## Task description
Once you find the line containing "f32, outer: f32)", please retype it and every line after it to the end of the entries, exactly and with nothing added.

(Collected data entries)
########################################
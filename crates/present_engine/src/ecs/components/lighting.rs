//! Lighting component for ECS
//!
//! Pure data component: the light's placement comes from its owning entity's
//! world matrix, which the renderer samples each frame.

use crate::foundation::math::{utils, Vec2, Vec3};
use serde::{Deserialize, Serialize};

/// Types of lights supported by the forward renderer
///
/// Discriminants match the `lights[i].type` shader uniform.
#[derive(Debug, Clone, Copy, PartialEq, Eq, Default, Serialize, Deserialize)]
pub enum LightType {
    /// Directional light (like sunlight) with parallel rays
    #[default]
    Directional = 0,
    /// Point light that radiates in all directions from a position
    Point = 1,
    /// Spot light that creates a cone of light from a position
    Spot = 2,
}

/// Pure data component for lights
#[derive(Debug, Clone, PartialEq, Serialize, Deserialize)]
#[serde(default)]
pub struct LightComponent {
    /// The type of light
    pub light_type: LightType,
    /// RGB color
    pub color: Vec3,
    /// Constant, linear and quadratic attenuation (point and spot lights)
    pub attenuation: Vec3,
    /// Inner and outer cone angles in radians (spot lights)
    pub cone_angles: Vec2,
}

impl Default for LightComponent {
    fn default() -> Self {
        Self {
            light_type: LightType::Directional,
            color: Vec3::new(1.0, 0.9, 0.7),
            attenuation: Vec3::new(0.0, 0.0, 1.0),
            cone_angles: Vec2::new(utils::deg_to_rad(15.0), utils::deg_to_rad(30.0)),
        }
    }
}

impl LightComponent {
    /// Directional light of the given color
    pub fn directional(color: Vec3) -> Self {
        Self {
            light_type: LightType::Directional,
            color,
            ..Default::default()
        }
    }

    /// Point light with attenuation coefficients
    pub fn point(color: Vec3, attenuation: Vec3) -> Self {
        Self {
            light_type: LightType::Point,
            color,
            attenuation,
            ..Default::default()
        }
    }

    /// Spot light with attenuation and inner/outer cone angles (radians)
    pub fn spot(color: Vec3, attenuation: Vec3, inner: f32, outer: f32) -> Self {
        Self {
            light_type: LightType::Spot,
            color,
            attenuation,
            cone_angles: Vec2::new(inner, outer),
        }
    }
}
########################################
## Completed exercise
    pub fn spot(color: Vec3, attenuation: Vec3, inner: f32, outer: f32) -> Self {
        Self {
            light_type: LightType::Spot,
            color,
            attenuation,
            cone_angles: Vec2::new(inner, outer),
        }
    }
}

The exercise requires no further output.